A force smarter/more powerful than us is scary, no matter what form it takes. But we (EA) feels a little swept up in one particular vision of AI timelines that doesn't feel terribly grounded. I understand its important to assume the worst, but its also important to imagine what would be realistic and then intermingle the two. Maybe this is why the EA approach to AI risk feels blinkered to me.

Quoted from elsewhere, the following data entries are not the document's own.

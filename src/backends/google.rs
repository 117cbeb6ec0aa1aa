//! Google Gemini `generateContent` client.

use std::sync::Arc;
use std::time::Duration;

use async_trait::async_trait;
use reqwest::Client;
use secrecy::{ExposeSecret, SecretString};
use serde::{Deserialize, Serialize};

use crate::{
    adapter::{Completion, ProviderAdapter},
    error::LLMError,
    provider::ProviderId,
    usage::Usage,
};

use super::{decode_response, endpoint, trace_payload};

pub const DEFAULT_BASE_URL: &str = "https://generativelanguage.googleapis.com/v1beta";
pub const DEFAULT_MODEL: &str = "gemini-pro";

/// Configuration for the Google client.
#[derive(Debug)]
pub struct GoogleConfig {
    pub api_key: SecretString,
    pub base_url: String,
    pub model: String,
    pub max_tokens: Option<u32>,
    pub temperature: Option<f32>,
    pub timeout_seconds: Option<u64>,
}

#[derive(Debug, Clone)]
pub struct Google {
    pub config: Arc<GoogleConfig>,
    pub client: Client,
}

#[derive(Serialize)]
struct GooglePart<'a> {
    text: &'a str,
}

#[derive(Serialize)]
struct GoogleContent<'a> {
    parts: Vec<GooglePart<'a>>,
}

#[derive(Serialize)]
#[serde(rename_all = "camelCase")]
struct GoogleGenerationConfig {
    #[serde(skip_serializing_if = "Option::is_none")]
    temperature: Option<f32>,
    #[serde(skip_serializing_if = "Option::is_none")]
    max_output_tokens: Option<u32>,
}

#[derive(Serialize)]
#[serde(rename_all = "camelCase")]
struct GoogleRequest<'a> {
    contents: Vec<GoogleContent<'a>>,
    #[serde(skip_serializing_if = "Option::is_none")]
    generation_config: Option<GoogleGenerationConfig>,
}

#[derive(Deserialize, Debug)]
#[serde(rename_all = "camelCase")]
struct GoogleResponse {
    #[serde(default)]
    candidates: Vec<GoogleCandidate>,
    usage_metadata: Option<Usage>,
}

#[derive(Deserialize, Debug)]
struct GoogleCandidate {
    content: Option<GoogleCandidateContent>,
}

#[derive(Deserialize, Debug)]
struct GoogleCandidateContent {
    #[serde(default)]
    parts: Vec<GoogleResponsePart>,
}

#[derive(Deserialize, Debug)]
struct GoogleResponsePart {
    text: Option<String>,
}

impl Google {
    pub fn new(
        api_key: SecretString,
        base_url: Option<String>,
        model: Option<String>,
        max_tokens: Option<u32>,
        temperature: Option<f32>,
        timeout_seconds: Option<u64>,
    ) -> Self {
        Self::with_client(
            Client::new(),
            api_key,
            base_url,
            model,
            max_tokens,
            temperature,
            timeout_seconds,
        )
    }

    pub fn with_client(
        client: Client,
        api_key: SecretString,
        base_url: Option<String>,
        model: Option<String>,
        max_tokens: Option<u32>,
        temperature: Option<f32>,
        timeout_seconds: Option<u64>,
    ) -> Self {
        Self {
            config: Arc::new(GoogleConfig {
                api_key,
                base_url: base_url.unwrap_or_else(|| DEFAULT_BASE_URL.to_string()),
                model: model.unwrap_or_else(|| DEFAULT_MODEL.to_string()),
                max_tokens,
                temperature,
                timeout_seconds,
            }),
            client,
        }
    }

    fn generation_config(&self) -> Option<GoogleGenerationConfig> {
        if self.config.temperature.is_none() && self.config.max_tokens.is_none() {
            return None;
        }
        Some(GoogleGenerationConfig {
            temperature: self.config.temperature,
            max_output_tokens: self.config.max_tokens,
        })
    }
}

#[async_trait]
impl ProviderAdapter for Google {
    fn provider(&self) -> ProviderId {
        ProviderId::Google
    }

    fn model(&self) -> &str {
        &self.config.model
    }

    async fn send(&self, prompt: &str) -> Result<Completion, LLMError> {
        let api_key = self.config.api_key.expose_secret();
        if api_key.trim().is_empty() {
            return Err(LLMError::AuthError("Missing Google API key".to_string()));
        }

        let body = GoogleRequest {
            contents: vec![GoogleContent {
                parts: vec![GooglePart { text: prompt }],
            }],
            generation_config: self.generation_config(),
        };
        trace_payload("Google", &body);

        // Key goes in a header so it never shows up in reqwest's error URLs.
        let path = format!("models/{}:generateContent", self.config.model);
        let mut request = self
            .client
            .post(endpoint(&self.config.base_url, &path))
            .header("x-goog-api-key", api_key)
            .json(&body);
        if let Some(timeout) = self.config.timeout_seconds {
            request = request.timeout(Duration::from_secs(timeout));
        }

        let resp: GoogleResponse = decode_response("Google", request.send().await?).await?;

        let Some(candidate) = resp.candidates.into_iter().next() else {
            return Err(LLMError::ProviderError(
                "No candidates in response".to_string(),
            ));
        };
        let text = candidate
            .content
            .and_then(|c| c.parts.into_iter().next())
            .and_then(|p| p.text)
            .ok_or_else(|| {
                LLMError::ProviderError("Google candidate has no text part".to_string())
            })?;

        Ok(Completion {
            text,
            tokens_used: resp.usage_metadata.map(|u| u.total()).unwrap_or(0),
        })
    }
}
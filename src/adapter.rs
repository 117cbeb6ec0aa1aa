use std::time::Instant;

use async_trait::async_trait;

use crate::{error::LLMError, provider::ProviderId, result::QueryResult};

/// Text and token count returned by a successful provider call.
#[derive(Debug, Clone, PartialEq)]
pub struct Completion {
    pub text: String,
    pub tokens_used: u32,
}

/// A client for one hosted provider.
///
/// Implementors only write [`send`](ProviderAdapter::send); the provided
/// [`query`](ProviderAdapter::query) is the boundary the orchestrator calls
/// and never fails.
#[async_trait]
pub trait ProviderAdapter: Send + Sync {
    fn provider(&self) -> ProviderId;

    fn model(&self) -> &str;

    /// Issues exactly one request for `prompt`.
    async fn send(&self, prompt: &str) -> Result<Completion, LLMError>;

    /// Runs [`send`](ProviderAdapter::send) and folds the outcome into a
    /// [`QueryResult`]. Latency is wall clock on success and zero on failure.
    async fn query(&self, prompt: &str) -> QueryResult {
        let start = Instant::now();
        match self.send(prompt).await {
            Ok(completion) => QueryResult::success(
                self.provider(),
                self.model(),
                completion.text,
                completion.tokens_used,
                start.elapsed(),
            ),
            Err(err) => {
                log::warn!("Error from provider {}: {err}", self.provider());
                QueryResult::failure(self.provider(), self.model(), err.to_string())
            }
        }
    }
}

So much focus is on the worst possible outcome and far less on the most plausible outcome?

(or maybe I'm just outside the circles and all this is ground being trodden, I'm just not privy to it)

I agree that I'd love to see more work on this! (And I agree that the last story I talk about, of a very fast takeoff AI system with particularly advanced capabilities, seems unlikely to me - although others disagree, and think this "worst case" is also the most likely outcome.)

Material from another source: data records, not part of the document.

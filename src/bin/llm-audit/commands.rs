use std::fs;
use std::path::Path;

use anyhow::Context;

use llm_orchestrator::{
    config::{load_config, OrchestratorConfig},
    parse_queries, AuditRecord, AuditSummary, Orchestrator, ProviderId, QueryResultSet,
};

use crate::args::{CliArgs, Command, RunArgs};

const RESPONSE_PREVIEW_CHARS: usize = 200;

pub async fn run(args: CliArgs) -> anyhow::Result<()> {
    let mut config = load_config(args.config.clone()).context("loading configuration")?;
    match args.command {
        Command::Query { prompt, run, json } => {
            let providers = apply_run_args(&mut config, &run)?;
            run_query(&config, &prompt, providers.as_deref(), json).await
        }
        Command::Audit {
            queries,
            run,
            output,
            pacing_ms,
        } => {
            let providers = apply_run_args(&mut config, &run)?;
            if let Some(ms) = pacing_ms {
                config.pacing_delay_ms = ms;
            }
            run_audit(&config, &queries, providers.as_deref(), output.as_deref()).await
        }
        Command::Providers => {
            list_providers(&config);
            Ok(())
        }
    }
}

fn apply_run_args(
    config: &mut OrchestratorConfig,
    run: &RunArgs,
) -> anyhow::Result<Option<Vec<ProviderId>>> {
    if run.no_log {
        config.log_responses = false;
    }
    if let Some(dir) = &run.log_dir {
        config.log_dir = dir.clone();
    }
    run.providers
        .as_deref()
        .map(ProviderId::parse_list)
        .transpose()
        .context("parsing --providers")
}

async fn run_query(
    config: &OrchestratorConfig,
    prompt: &str,
    providers: Option<&[ProviderId]>,
    json: bool,
) -> anyhow::Result<()> {
    let orchestrator = Orchestrator::from_config(config);
    if orchestrator.available_providers().is_empty() {
        log::warn!("No provider has an API key configured; nothing will be queried");
    }
    log::info!("Querying LLMs: {prompt}");

    let results = orchestrator.query_all(prompt, providers).await?;

    if json {
        println!("{}", serde_json::to_string_pretty(&results)?);
    } else {
        print_results(&results);
    }
    Ok(())
}

async fn run_audit(
    config: &OrchestratorConfig,
    queries_path: &Path,
    providers: Option<&[ProviderId]>,
    output: Option<&Path>,
) -> anyhow::Result<()> {
    let raw = fs::read_to_string(queries_path)
        .with_context(|| format!("reading {}", queries_path.display()))?;
    let queries = parse_queries(&raw)?;

    let orchestrator = Orchestrator::from_config(config);
    let records = orchestrator.audit(&queries, providers).await?;

    let summary = AuditSummary::from_records(&records);
    match output {
        Some(path) => {
            write_records(path, &records)?;
            print!("{summary}");
            println!("Audit records written to {}", path.display());
        }
        None => {
            println!("{}", serde_json::to_string_pretty(&records)?);
            eprint!("{summary}");
        }
    }
    Ok(())
}

fn write_records(path: &Path, records: &[AuditRecord]) -> anyhow::Result<()> {
    if let Some(parent) = path.parent().filter(|p| !p.as_os_str().is_empty()) {
        fs::create_dir_all(parent)?;
    }
    let payload = serde_json::to_vec_pretty(records)?;
    fs::write(path, payload).with_context(|| format!("writing {}", path.display()))?;
    Ok(())
}

fn print_results(results: &QueryResultSet) {
    if results.is_empty() {
        println!("No providers were queried.");
        return;
    }
    for (provider, result) in results.iter() {
        println!("\n{}", "=".repeat(60));
        println!("Provider: {}", provider.as_str().to_uppercase());
        println!("{}", "=".repeat(60));
        match (result.error(), result.response()) {
            (Some(err), _) => println!("Error: {err}"),
            (None, Some(text)) => {
                println!(
                    "Response ({}ms, {} tokens):",
                    result.latency_ms(),
                    result.tokens_used()
                );
                println!("{}...", truncate(text, RESPONSE_PREVIEW_CHARS));
            }
            (None, None) => {}
        }
    }
}

fn list_providers(config: &OrchestratorConfig) {
    for id in ProviderId::ALL {
        let settings = config.provider(id);
        let status = if settings.is_configured() {
            "configured"
        } else {
            "missing key"
        };
        let env = settings
            .api_key_env
            .as_deref()
            .unwrap_or_else(|| id.default_key_env());
        println!("{:<10} {status} ({env})", id.as_str());
    }
}

fn truncate(text: &str, max_chars: usize) -> &str {
    match text.char_indices().nth(max_chars) {
        Some((cut, _)) => &text[..cut],
        None => text,
    }
}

It's worth noting again though that any particular story is unlikely to be correct. We're trying to forecast the future, and good ways of forecasting should feel uncertain at the end, because we don't know what the future will hold. Also, good work on this will (in my opinion) give us ideas about what many possible scenarios will look like . This sort of work (e.g. the first half of this article, rather than the second), often feels less concrete,  but is, I think, more likely to be correct - and can inform actions that target many possible scenarios rather than one single unlikely event.

All that said, I'm excited to see work like OpenPhil's nearcasting project which I find particularly clarifying and which will, I hope, improve our ability to prevent a catastrophe.

This profile by 80k is pretty bad in terms of just glossing over all the intermediate steps and reducing it all to "But one day, every single person in the world suddenly dies."

Universal Paperclips is slightly better about this, showing the process of the AI gaining our trust before betraying us, but the key power-grab step is still reduced to just "release the hypnodrones".

There are other places that have fleshed out the details of how misaligned power-seeking might play out, such as Holden Karnofsky's post AI Could Defeat All Of Us Combined.

That particular story, in which I write "one day, every single person in the world suddenly dies", is about a fast takeoff self-improvement scenario. In such scenarios, a sudden takeover is exactly what we should expect to occur, and the intermediate steps set out by Holden and others don't apply to such scenarios. Any guessing about what sort of advanced technology would do this necessarily makes the scenario less likely, and I think such guesses (e.g. "hypnodrones") are extremely likely to be false and aren't useful or informative.

For what it's worth, I  personally agree that slow takeoff scenarios like those described by Holden (or indeed those I discuss in the rest of this article) are far more likely.  That's why I focus many different ways in which an AI could take over - rather than on any particular failure story. And, as I discuss, any particular combination of steps is necessarily less likely than the claim that any or all of these capabilities could be used.

But a significant fraction of people working on AI existential safety disagree with both of us, and think that a story which literally claims that a sufficiently advanced system will suddenly kill all humans is the most likely way for this catastrophe to play out! That's why I also included a story which doesn't explain these intermediate steps, even though my inside view is that this is less likely to occur.

I'm one of the AI researchers worried about fast takeoff. Yes, it's probably incorrect to pick any particular sudden-death scenario and say it's how it'll happen, but you can provide some guesses and a better illustration of one or more possibilities. For example, have you read Valuable Humans In Transit? https://qntm.org/transit

Fantastic writeup, thank you! Our university group just assigned What Failure Looks Like as a core reading for our AI safety reading group, but this has a clearer breakdown of distinct capabilities that could threaten us. We'll include it in future groups.